In Florida, halving the achievement gap means that by 2018, 72 percent of low-income children, 74 percent of black students, 81 percent of Hispanics, 88 percent of white students and 90 percent of Asians should be reading at grade level. The projected gains would be larger for those on the lower end of the scale.
“This is a snapshot of roughly halfway through that 10-year mark,” said the Florida education commissioner, Pam Stewart. “The 100 percent is the ultimate goal, and that is stated within the strategic plan.”
But parent advocacy groups, and some school board presidents and superintendents, said establishing lower goals for black and Hispanic students sends a disturbing message that those students are not as capable as others.
“Setting goals on skin color implies it somehow affects what is being measured,” said Melissa J. Erickson, president of Fund Education Now, a parent-driven advocacy organization in a letter sent Wednesday to the federal Department of Education. “I believe our nation long ago abandoned this type of view.”
Superintendents also say there is an element of uncertainty in the targets because the state will introduce a new national assessment in two years.
“We have no idea how students will perform or how individual subgroups will differ in their performance,” said the Miami-Dade County schools superintendent, Alberto M. Carvalho, calling it “unthinkable” that the state would set these goals at this time.
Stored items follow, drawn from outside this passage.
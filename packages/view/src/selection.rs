//! # Selection
//!
//! Which container is current, and keyboard navigation over the visible
//! rows. Navigation only computes the target; the view selects it and then
//! makes sure the path to it is rendered.

use crate::mirror::{MirrorId, TreeMirror};
use tracing::trace;

#[derive(Debug, Clone, Copy, PartialEq, Eq, Default)]
pub enum Selection {
    #[default]
    None,
    Selected(MirrorId),
}

#[derive(Debug, Default)]
pub struct SelectionController {
    state: Selection,

    /// Container whose editor has input focus
    focused: Option<MirrorId>,
}

impl SelectionController {
    pub fn new() -> Self {
        Self::default()
    }

    pub fn state(&self) -> Selection {
        self.state
    }

    pub fn selected(&self) -> Option<MirrorId> {
        match self.state {
            Selection::Selected(id) => Some(id),
            Selection::None => None,
        }
    }

    pub fn focused(&self) -> Option<MirrorId> {
        self.focused
    }

    /// Select `id`, deselecting the previous container. Returns whether
    /// the selection changed.
    pub fn select(&mut self, mirror: &mut TreeMirror, id: MirrorId, focus: bool) -> bool {
        let Some(handle) = mirror.get(id).map(|node| node.front.handle) else {
            return false;
        };
        if focus {
            self.focused = Some(id);
        }
        if self.state == Selection::Selected(id) {
            return false;
        }

        if let Selection::Selected(previous) = self.state {
            mirror.set_selected(previous, false);
        }
        mirror.set_selected(id, true);
        mirror.set_anchor(Some(handle));
        self.state = Selection::Selected(id);
        trace!(node = %handle, focus, "Selected");
        true
    }

    /// Back to no selection. Returns whether anything was selected.
    pub fn clear(&mut self, mirror: &mut TreeMirror) -> bool {
        self.focused = None;
        let Selection::Selected(previous) = std::mem::take(&mut self.state) else {
            return false;
        };
        mirror.set_selected(previous, false);
        mirror.set_anchor(None);
        true
    }

    /// Forget containers dropped by a teardown
    pub fn reset(&mut self) {
        self.state = Selection::None;
        self.focused = None;
    }

    pub fn next(&self, mirror: &TreeMirror) -> Option<MirrorId> {
        self.step(mirror, 1)
    }

    pub fn previous(&self, mirror: &TreeMirror) -> Option<MirrorId> {
        self.step(mirror, -1)
    }

    pub fn page_forward(&self, mirror: &TreeMirror, rows: usize) -> Option<MirrorId> {
        self.step(mirror, isize::try_from(rows).unwrap_or(isize::MAX))
    }

    pub fn page_back(&self, mirror: &TreeMirror, rows: usize) -> Option<MirrorId> {
        self.step(mirror, -isize::try_from(rows).unwrap_or(isize::MAX))
    }

    /// First visible row
    pub fn home(&self, mirror: &TreeMirror) -> Option<MirrorId> {
        mirror.visible_order().first().copied()
    }

    /// Visible container the selected one is rendered under
    pub fn parent(&self, mirror: &TreeMirror) -> Option<MirrorId> {
        let parent = mirror.get(self.selected()?)?.attached_to?;
        match mirror.get(parent) {
            Some(node) if !node.is_root => Some(parent),
            _ => None,
        }
    }

    pub fn first_child(&self, mirror: &TreeMirror) -> Option<MirrorId> {
        let id = self.selected()?;
        let node = mirror.get(id)?;
        if !node.expanded {
            return None;
        }
        node.children
            .iter()
            .copied()
            .find(|child| mirror.get(*child).and_then(|c| c.attached_to) == Some(id))
    }

    /// Row `offset` away from the selection, clamped to the visible rows.
    /// Without a selection, moving forward starts at the first row.
    ///
    /// A selection inside a collapsed subtree moves as if from its place
    /// in the document: back lands on the closest visible ancestor, forward
    /// goes past that ancestor's subtree.
    fn step(&self, mirror: &TreeMirror, offset: isize) -> Option<MirrorId> {
        let order = mirror.visible_order();
        let last = order.len().checked_sub(1)?;

        let Some(selected) = self.selected() else {
            return if offset > 0 { order.first().copied() } else { None };
        };
        let (index, hidden) = match order.iter().position(|row| *row == selected) {
            Some(index) => (index, false),
            None => (visible_ancestor(mirror, &order, selected)?, true),
        };

        let target = match (offset.is_negative(), hidden) {
            (true, false) => index.saturating_sub(offset.unsigned_abs()),
            (true, true) => index.saturating_sub(offset.unsigned_abs() - 1),
            (false, _) => index.saturating_add(offset.unsigned_abs()).min(last),
        };

        (hidden || target != index).then(|| order[target])
    }
}

/// Position in `order` of the closest rendered ancestor of `id`
fn visible_ancestor(mirror: &TreeMirror, order: &[MirrorId], id: MirrorId) -> Option<usize> {
    let mut current = id;
    for _ in 0..mirror.len() {
        current = mirror.parent_of(current)?;
        if let Some(index) = order.iter().position(|row| *row == current) {
            return Some(index);
        }
    }
    None
}

#[cfg(test)]
mod tests {
    use super::*;
    use crate::mirror::RefreshOptions;
    use markup_common::{ChildrenWindow, NodeFront, NodeHandle, NodeKind};

    fn front(handle: u64, kind: NodeKind, parent: Option<u64>, children: usize) -> NodeFront {
        NodeFront {
            handle: NodeHandle(handle),
            kind,
            name: "div".into(),
            attributes: vec![],
            short_value: String::new(),
            incomplete_value: false,
            num_children: children,
            parent: parent.map(NodeHandle),
            is_document_element: false,
            hidden: false,
            public_id: None,
            system_id: None,
        }
    }

    fn render(mirror: &mut TreeMirror, id: MirrorId, kids: Vec<NodeFront>) {
        let ticket = mirror
            .refresh_children(id, RefreshOptions::expand())
            .unwrap()
            .ticket()
            .unwrap();
        mirror
            .complete_fetch(
                ticket,
                Ok(ChildrenWindow {
                    nodes: kids,
                    has_first: true,
                    has_last: true,
                }),
            )
            .unwrap();
    }

    /// document
    /// └─ 2
    ///    ├─ 3
    ///    │  └─ 5
    ///    └─ 4
    fn tree() -> (TreeMirror, Vec<MirrorId>) {
        let mut mirror = TreeMirror::new(10);
        let root = mirror.import_node(front(1, NodeKind::Document, None, 1));
        render(&mut mirror, root, vec![front(2, NodeKind::Element, Some(1), 2)]);
        let two = mirror.id_for(NodeHandle(2)).unwrap();
        render(
            &mut mirror,
            two,
            vec![
                front(3, NodeKind::Element, Some(2), 1),
                front(4, NodeKind::Element, Some(2), 0),
            ],
        );
        let three = mirror.id_for(NodeHandle(3)).unwrap();
        render(&mut mirror, three, vec![front(5, NodeKind::Element, Some(3), 0)]);

        let ids = [2, 3, 5, 4]
            .iter()
            .map(|h| mirror.id_for(NodeHandle(*h)).unwrap())
            .collect();
        (mirror, ids)
    }

    #[test]
    fn test_select_marks_container_and_anchor() {
        let (mut mirror, ids) = tree();
        let mut selection = SelectionController::new();

        assert!(selection.select(&mut mirror, ids[0], false));
        assert!(!selection.select(&mut mirror, ids[0], true));
        assert_eq!(selection.focused(), Some(ids[0]));

        assert!(selection.select(&mut mirror, ids[1], false));
        assert!(!mirror.get(ids[0]).unwrap().selected);
        assert!(mirror.get(ids[1]).unwrap().selected);
        assert_eq!(mirror.anchor(), Some(NodeHandle(3)));

        assert!(selection.clear(&mut mirror));
        assert!(!mirror.get(ids[1]).unwrap().selected);
        assert_eq!(selection.state(), Selection::None);
        assert!(!selection.clear(&mut mirror));
    }

    #[test]
    fn test_next_and_previous_follow_preorder() {
        let (mut mirror, ids) = tree();
        let mut selection = SelectionController::new();

        assert_eq!(selection.next(&mirror), Some(ids[0]));
        assert_eq!(selection.previous(&mirror), None);

        selection.select(&mut mirror, ids[1], false);
        assert_eq!(selection.next(&mirror), Some(ids[2]));
        assert_eq!(selection.previous(&mirror), Some(ids[0]));

        selection.select(&mut mirror, ids[3], false);
        assert_eq!(selection.next(&mirror), None);
    }

    #[test]
    fn test_collapsed_subtrees_are_skipped() {
        let (mut mirror, ids) = tree();
        let mut selection = SelectionController::new();
        mirror.collapse(ids[1]).unwrap();

        selection.select(&mut mirror, ids[1], false);
        assert_eq!(selection.next(&mirror), Some(ids[3]));
        assert_eq!(selection.first_child(&mirror), None);
    }

    #[test]
    fn test_stepping_out_of_a_collapsed_subtree() {
        let (mut mirror, ids) = tree();
        let mut selection = SelectionController::new();
        selection.select(&mut mirror, ids[2], false);
        mirror.collapse(ids[1]).unwrap();

        assert_eq!(selection.next(&mirror), Some(ids[3]));
        assert_eq!(selection.previous(&mirror), Some(ids[1]));
        assert_eq!(selection.page_back(&mirror, 2), Some(ids[0]));
    }

    #[test]
    fn test_huge_pages_do_not_overflow() {
        let (mut mirror, ids) = tree();
        let mut selection = SelectionController::new();
        selection.select(&mut mirror, ids[1], false);

        assert_eq!(selection.page_forward(&mirror, usize::MAX), Some(ids[3]));
        assert_eq!(selection.page_back(&mirror, usize::MAX), Some(ids[0]));
    }

    #[test]
    fn test_paging_clamps_to_ends() {
        let (mut mirror, ids) = tree();
        let mut selection = SelectionController::new();
        selection.select(&mut mirror, ids[1], false);

        assert_eq!(selection.page_forward(&mirror, 10), Some(ids[3]));
        assert_eq!(selection.page_back(&mirror, 10), Some(ids[0]));
        assert_eq!(selection.page_forward(&mirror, 2), Some(ids[3]));
    }

    #[test]
    fn test_parent_first_child_and_home() {
        let (mut mirror, ids) = tree();
        let mut selection = SelectionController::new();

        selection.select(&mut mirror, ids[2], false);
        assert_eq!(selection.parent(&mirror), Some(ids[1]));
        assert_eq!(selection.home(&mirror), Some(ids[0]));

        selection.select(&mut mirror, ids[1], false);
        assert_eq!(selection.first_child(&mirror), Some(ids[2]));

        // Top-level rows have no visible parent
        selection.select(&mut mirror, ids[0], false);
        assert_eq!(selection.parent(&mirror), None);
    }
}
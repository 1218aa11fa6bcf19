use crate::node::NodeHandle;
use thiserror::Error;

/// Failure reported by the remote side of the markup mirror
#[derive(Error, Debug, Clone, PartialEq, Eq)]
pub enum RemoteError {
    #[error("Node not found: {0}")]
    NodeNotFound(NodeHandle),

    #[error("String contains an invalid character: {0:?}")]
    InvalidCharacter(String),

    #[error("Hierarchy request error: {0}")]
    HierarchyRequest(String),

    #[error("Long string {0} was already released")]
    LongStringReleased(u64),

    #[error("Remote document disconnected")]
    Disconnected,

    #[error("Remote failure: {0}")]
    Failed(String),
}

impl From<String> for RemoteError {
    fn from(s: String) -> Self {
        RemoteError::Failed(s)
    }
}

impl From<&str> for RemoteError {
    fn from(s: &str) -> Self {
        RemoteError::Failed(s.to_string())
    }
}
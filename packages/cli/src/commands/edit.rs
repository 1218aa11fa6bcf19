use super::{find_node, print_tree};
use anyhow::Result;
use clap::Args;
use colored::Colorize;
use markup_common::MemoryDocument;
use markup_editor::EditField;
use markup_view::MarkupView;

#[derive(Debug, Args)]
pub struct EditAttrArgs {
    /// id attribute of the element to edit
    #[arg(long)]
    pub node: String,

    /// Attribute to replace; without it the text adds attributes
    #[arg(long)]
    pub attr: Option<String>,

    /// Attribute text as it would be typed, e.g. `class="a b" title=x`
    #[arg(long)]
    pub text: String,

    /// Undo the edit afterwards
    #[arg(long)]
    pub undo: bool,
}

#[derive(Debug, Args)]
pub struct RenameArgs {
    /// id attribute of the element to rename
    #[arg(long)]
    pub node: String,

    /// New tag name
    #[arg(long)]
    pub tag: String,

    /// Undo the rename afterwards
    #[arg(long)]
    pub undo: bool,
}

#[derive(Debug, Args)]
pub struct DeleteArgs {
    /// id attribute of the node to delete
    #[arg(long)]
    pub node: String,

    /// Undo the deletion afterwards
    #[arg(long)]
    pub undo: bool,
}

pub async fn edit_attr(
    view: &mut MarkupView<MemoryDocument>,
    doc: &MemoryDocument,
    args: EditAttrArgs,
) -> Result<()> {
    let field = match args.attr {
        Some(name) => EditField::Attribute(name),
        None => EditField::NewAttribute,
    };
    commit(view, doc, &args.node, field, &args.text, args.undo).await
}

pub async fn rename(
    view: &mut MarkupView<MemoryDocument>,
    doc: &MemoryDocument,
    args: RenameArgs,
) -> Result<()> {
    commit(view, doc, &args.node, EditField::TagName, &args.tag, args.undo).await
}

pub async fn delete(
    view: &mut MarkupView<MemoryDocument>,
    doc: &MemoryDocument,
    args: DeleteArgs,
) -> Result<()> {
    let node = find_node(doc, &args.node)?;
    view.select(node, false).await?;

    if !view.delete_node(node).await? {
        println!("{} {} cannot be deleted", "⚠️".yellow(), args.node);
        print_tree(view);
        return Ok(());
    }
    println!("{} Deleted {}", "✓".green(), args.node);
    print_tree(view);

    if args.undo {
        undo(view).await?;
    }
    Ok(())
}

async fn commit(
    view: &mut MarkupView<MemoryDocument>,
    doc: &MemoryDocument,
    id: &str,
    field: EditField,
    text: &str,
    then_undo: bool,
) -> Result<()> {
    let node = find_node(doc, id)?;
    view.select(node, false).await?;
    view.begin_edit(node, field.clone())?;

    if !view.commit_edit(node, field, text, true).await? {
        println!("{} Edit of {} was rejected or changed nothing", "⚠️".yellow(), id);
        print_tree(view);
        return Ok(());
    }
    let description = view.undo_stack().undo_description().unwrap_or("Edit");
    println!("{} {}", "✓".green(), description);
    print_tree(view);

    if then_undo {
        undo(view).await?;
    }
    Ok(())
}

async fn undo(view: &mut MarkupView<MemoryDocument>) -> Result<()> {
    if view.undo().await? {
        println!();
        println!("{} Undone", "↶".cyan());
        print_tree(view);
    }
    Ok(())
}
//! Socket transport seam
//!
//! The connection state machine only ever talks to a [`GatewaySocket`]; the
//! [`GatewayConnector`] that produces it is injected so the engine can run over
//! a real WebSocket or over in-memory channels.

#[cfg(test)]
pub(crate) mod mock;
mod tungstenite;

pub use self::tungstenite::TungsteniteConnector;

use crate::error::GatewayError;
use async_trait::async_trait;
use futures::{Sink, Stream};
use std::pin::Pin;

/// Transport-level frame
#[derive(Debug, Clone, PartialEq, Eq)]
pub enum Frame {
    /// JSON text payload
    Text(String),
    /// Close frame; `code` is `None` when the peer sent no status
    Close { code: Option<u16>, reason: String },
}

impl Frame {
    /// Close frame with a status code
    #[must_use]
    pub fn close(code: u16, reason: impl Into<String>) -> Self {
        Self::Close {
            code: Some(code),
            reason: reason.into(),
        }
    }
}

pub type FrameSink = Pin<Box<dyn Sink<Frame, Error = GatewayError> + Send>>;
pub type FrameStream = Pin<Box<dyn Stream<Item = Result<Frame, GatewayError>> + Send>>;

/// An open socket split into its write and read halves
pub struct GatewaySocket {
    pub sink: FrameSink,
    pub stream: FrameStream,
}

impl GatewaySocket {
    #[must_use]
    pub fn new(sink: FrameSink, stream: FrameStream) -> Self {
        Self { sink, stream }
    }
}

impl std::fmt::Debug for GatewaySocket {
    fn fmt(&self, f: &mut std::fmt::Formatter<'_>) -> std::fmt::Result {
        f.debug_struct("GatewaySocket").finish_non_exhaustive()
    }
}

/// Opens gateway sockets
#[async_trait]
pub trait GatewayConnector: Send + Sync {
    /// Open a socket to `url` (query string included)
    async fn connect(&self, url: &str) -> Result<GatewaySocket, GatewayError>;
}
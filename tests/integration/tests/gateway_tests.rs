//! Gateway Integration Tests
//!
//! Shards connect to a local WebSocket server over real sockets.
//!
//! Run with: cargo test -p integration-tests --test gateway_tests

use chat_core::Snowflake;
use chat_gateway::protocol::{PresenceStatus, PresenceUpdatePayload};
use chat_gateway::{
    ConnectionStatus, GatewayError, GatewayEventType, GatewayMessage, OpCode, ShardEvent,
};
use integration_tests::{
    gateway_config, guild_for_shard, manager, session_for_shard, wait_for, FakeGateway,
    TEST_TOKEN,
};
use serde_json::json;
use std::time::Duration;

// ============================================================================
// Handshake Tests
// ============================================================================

#[tokio::test]
async fn test_shard_reaches_ready() {
    let mut gateway = FakeGateway::start(1000).await.unwrap();
    let (manager, mut events) = manager(gateway_config(&gateway.url()));

    manager.spawn(1, None).await.unwrap();

    let identify = gateway.expect(OpCode::Identify).await.unwrap();
    let payload = identify.message.as_identify().unwrap();
    assert_eq!(payload.token, TEST_TOKEN);
    assert_eq!(payload.shard, Some([0, 1]));

    let ready = wait_for(&mut events, |e| matches!(e, ShardEvent::Ready { .. }))
        .await
        .unwrap();
    match ready {
        ShardEvent::Ready {
            shard_id,
            session_id,
            guilds,
        } => {
            assert_eq!(shard_id, 0);
            assert_eq!(session_id, session_for_shard(0));
            assert_eq!(guilds, vec![Snowflake::new(guild_for_shard(0))]);
        }
        other => panic!("unexpected event: {other:?}"),
    }

    let connection = manager.get(0).unwrap();
    assert_eq!(connection.status(), ConnectionStatus::Ready);
    assert_eq!(connection.session_id().as_deref(), Some("session-0"));
    assert!(connection.owns_guild(Snowflake::new(guild_for_shard(0))));

    manager.destroy().await;
}

#[tokio::test]
async fn test_heartbeats_are_acknowledged() {
    let mut gateway = FakeGateway::start(100).await.unwrap();
    let (manager, mut events) = manager(gateway_config(&gateway.url()));

    manager.spawn(1, None).await.unwrap();
    wait_for(&mut events, |e| matches!(e, ShardEvent::Ready { .. }))
        .await
        .unwrap();

    let heartbeat = gateway.expect(OpCode::Heartbeat).await.unwrap();
    assert!(heartbeat.message.as_heartbeat_seq().is_some());

    let connection = manager.get(0).unwrap();
    tokio::time::timeout(Duration::from_secs(2), async {
        while connection.latency().is_none() {
            tokio::time::sleep(Duration::from_millis(20)).await;
        }
    })
    .await
    .expect("latency never recorded");

    assert!(manager.stats().average_latency.is_some());
    manager.destroy().await;
}

// ============================================================================
// Reconnect Tests
// ============================================================================

#[tokio::test]
async fn test_resume_after_resumable_close() {
    let mut gateway = FakeGateway::start(1000).await.unwrap();
    let (manager, mut events) = manager(gateway_config(&gateway.url()));

    manager.spawn(1, None).await.unwrap();
    wait_for(&mut events, |e| matches!(e, ShardEvent::Ready { .. }))
        .await
        .unwrap();

    gateway.close_all(4000);

    let reconnecting = wait_for(&mut events, |e| matches!(e, ShardEvent::Reconnecting { .. }))
        .await
        .unwrap();
    assert!(matches!(reconnecting, ShardEvent::Reconnecting { attempt: 1, .. }));

    let resume = gateway.expect(OpCode::Resume).await.unwrap();
    assert_eq!(resume.connection, 1);
    let payload = resume.message.as_resume().unwrap();
    assert_eq!(payload.session_id, session_for_shard(0));
    assert_eq!(payload.seq, 1);
    assert_eq!(payload.token, TEST_TOKEN);

    wait_for(&mut events, |e| matches!(e, ShardEvent::Resumed { .. }))
        .await
        .unwrap();
    assert_eq!(manager.get(0).unwrap().status(), ConnectionStatus::Ready);
    assert_eq!(gateway.connection_count(), 2);

    manager.destroy().await;
}

#[tokio::test]
async fn test_session_invalidating_close_identifies_again() {
    let mut gateway = FakeGateway::start(1000).await.unwrap();
    let (manager, mut events) = manager(gateway_config(&gateway.url()));

    manager.spawn(1, None).await.unwrap();
    gateway.expect(OpCode::Identify).await.unwrap();
    wait_for(&mut events, |e| matches!(e, ShardEvent::Ready { .. }))
        .await
        .unwrap();

    gateway.close_all(4009);

    let identify = gateway.expect(OpCode::Identify).await.unwrap();
    assert_eq!(identify.connection, 1);
    wait_for(&mut events, |e| matches!(e, ShardEvent::Ready { .. }))
        .await
        .unwrap();

    manager.destroy().await;
}

#[tokio::test]
async fn test_fatal_close_destroys_shard() {
    let gateway = FakeGateway::start(1000).await.unwrap();
    let (manager, mut events) = manager(gateway_config(&gateway.url()));

    manager.spawn(1, None).await.unwrap();
    wait_for(&mut events, |e| matches!(e, ShardEvent::Ready { .. }))
        .await
        .unwrap();

    gateway.close_all(4004);

    let error = wait_for(&mut events, |e| matches!(e, ShardEvent::Error { .. }))
        .await
        .unwrap();
    match error {
        ShardEvent::Error {
            error: GatewayError::FatalClose(code),
            ..
        } => assert_eq!(code.as_u16(), 4004),
        other => panic!("unexpected event: {other:?}"),
    }
    wait_for(&mut events, |e| {
        matches!(e, ShardEvent::Destroyed { requested: false, .. })
    })
    .await
    .unwrap();

    assert_eq!(manager.get(0).unwrap().status(), ConnectionStatus::Destroyed);
    assert_eq!(gateway.connection_count(), 1);

    manager.destroy().await;
}

// ============================================================================
// Manager Tests
// ============================================================================

#[tokio::test]
async fn test_shards_identify_spawn_delay_apart() {
    let mut gateway = FakeGateway::start(1000).await.unwrap();
    let config = gateway_config(&gateway.url());
    let spawn_delay = config.spawn_delay;
    let (manager, mut events) = manager(config);

    manager.spawn(2, None).await.unwrap();

    let first = gateway.expect(OpCode::Identify).await.unwrap();
    let second = gateway.expect(OpCode::Identify).await.unwrap();
    assert_eq!(first.message.as_identify().unwrap().shard, Some([0, 2]));
    assert_eq!(second.message.as_identify().unwrap().shard, Some([1, 2]));

    // Socket setup time for the first shard can eat into the gap
    let gap = second.at.duration_since(first.at);
    assert!(gap >= spawn_delay - Duration::from_millis(50), "gap was {gap:?}");

    for _ in 0..2 {
        wait_for(&mut events, |e| matches!(e, ShardEvent::Ready { .. }))
            .await
            .unwrap();
    }

    let stats = manager.stats();
    assert_eq!(stats.total, 2);
    assert_eq!(stats.ready, 2);
    assert_eq!(stats.guilds, 2);
    assert_eq!(manager.shard_ids(), vec![0, 1]);

    manager.destroy().await;
}

#[tokio::test]
async fn test_dispatch_is_forwarded() {
    let gateway = FakeGateway::start(1000).await.unwrap();
    let (manager, mut events) = manager(gateway_config(&gateway.url()));

    manager.spawn(1, None).await.unwrap();
    wait_for(&mut events, |e| matches!(e, ShardEvent::Ready { .. }))
        .await
        .unwrap();

    gateway.dispatch(
        "MESSAGE_CREATE",
        json!({"id": "5", "channel_id": "7", "content": "hi"}),
    );

    let event = wait_for(&mut events, |e| {
        matches!(e, ShardEvent::Dispatch(dispatch) if dispatch.name == "MESSAGE_CREATE")
    })
    .await
    .unwrap();
    let ShardEvent::Dispatch(dispatch) = event else {
        unreachable!()
    };
    assert_eq!(dispatch.shard_id, 0);
    assert_eq!(dispatch.sequence, 2);
    assert_eq!(dispatch.kind, Some(GatewayEventType::MessageCreate));
    assert_eq!(dispatch.data["content"], "hi");
    assert_eq!(manager.get(0).unwrap().sequence(), Some(2));

    manager.destroy().await;
}

#[tokio::test]
async fn test_routed_send_reaches_owning_shard() {
    let mut gateway = FakeGateway::start(1000).await.unwrap();
    let mut config = gateway_config(&gateway.url());
    config.spawn_delay = Duration::from_millis(50);
    let (manager, mut events) = manager(config);

    manager.spawn(2, None).await.unwrap();
    for _ in 0..2 {
        wait_for(&mut events, |e| matches!(e, ShardEvent::Ready { .. }))
            .await
            .unwrap();
    }

    // (id >> 22) % 2 == 1
    let guild = Snowflake::new(1 << 22);
    assert_eq!(manager.shard_for(guild), 1);

    let presence = GatewayMessage::presence_update(&PresenceUpdatePayload::new(
        PresenceStatus::Idle,
    ))
    .unwrap();
    manager.route_message(guild, presence).unwrap();

    // Shards are accepted in spawn order
    let received = gateway.expect(OpCode::PresenceUpdate).await.unwrap();
    assert_eq!(received.connection, 1);
    assert_eq!(received.message.d["status"], "idle");

    assert!(matches!(
        manager.send_to(5, GatewayMessage::heartbeat(None)),
        Err(GatewayError::InvalidShard { shard_id: 5, .. })
    ));

    manager.destroy().await;
}

#[tokio::test]
async fn test_destroy_closes_every_shard() {
    let gateway = FakeGateway::start(1000).await.unwrap();
    let mut config = gateway_config(&gateway.url());
    config.spawn_delay = Duration::from_millis(50);
    let (manager, mut events) = manager(config);

    manager.spawn(2, None).await.unwrap();
    for _ in 0..2 {
        wait_for(&mut events, |e| matches!(e, ShardEvent::Ready { .. }))
            .await
            .unwrap();
    }
    let shards: Vec<_> = manager
        .shard_ids()
        .into_iter()
        .filter_map(|id| manager.get(id))
        .collect();

    manager.destroy().await;

    for _ in 0..2 {
        wait_for(&mut events, |e| {
            matches!(e, ShardEvent::Destroyed { requested: true, .. })
        })
        .await
        .unwrap();
    }
    assert!(shards
        .iter()
        .all(|shard| shard.status() == ConnectionStatus::Destroyed));
    assert!(manager.is_empty());
    assert!(matches!(manager.spawn(1, None).await, Err(GatewayError::Destroyed)));
}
But Florida is not alone in setting interim goals by race and other categories. An analysis this week by Education Week found that of the 34 states with new accountability plans, only 8 set the same targets for all students.
Many students in Florida and elsewhere lag far behind the goals first stated by No Child Left Behind, the 2001 federal law that requires schools to measure student achievement, make improvements or be held accountable. Under the law, all students were expected to become fully proficient in reading and math by 2014.
But most states, including Florida, need more time to hit that mark, which is why they have requested waivers. The waivers allow for more realistic goals and delay the target date, in Florida’s case until 2023.
“If you look historically at the achievement gap, we have not moved that gap much,” Ms. Stewart said. “I believe it is a bold target that we are looking to reach. I think one of the first things we can do is actually look at the gap. I can’t change something if I don’t look it.”
In a recent speech, Arne Duncan, the federal secretary of education, said he was less concerned about how targets are set and more focused on the end result. “The result that matters most is whether kids are learning and gaps are narrowing,” he said.
Amy Wilkins, the vice president for government affairs and communications for theEducation Trust, a Washington-based group that advocates for low-income students, said taking a hard look at the data by race, ethnicity and other high-risk categories is crucial to helping students succeed.
“Because these are hard conversations to have, it doesn’t mean we can avoid them,” she said. “Unless we look at the fact that blacks and Latino kids are doing dreadfully and demand progress and demand that schools do better by them, we won’t solve the problem.”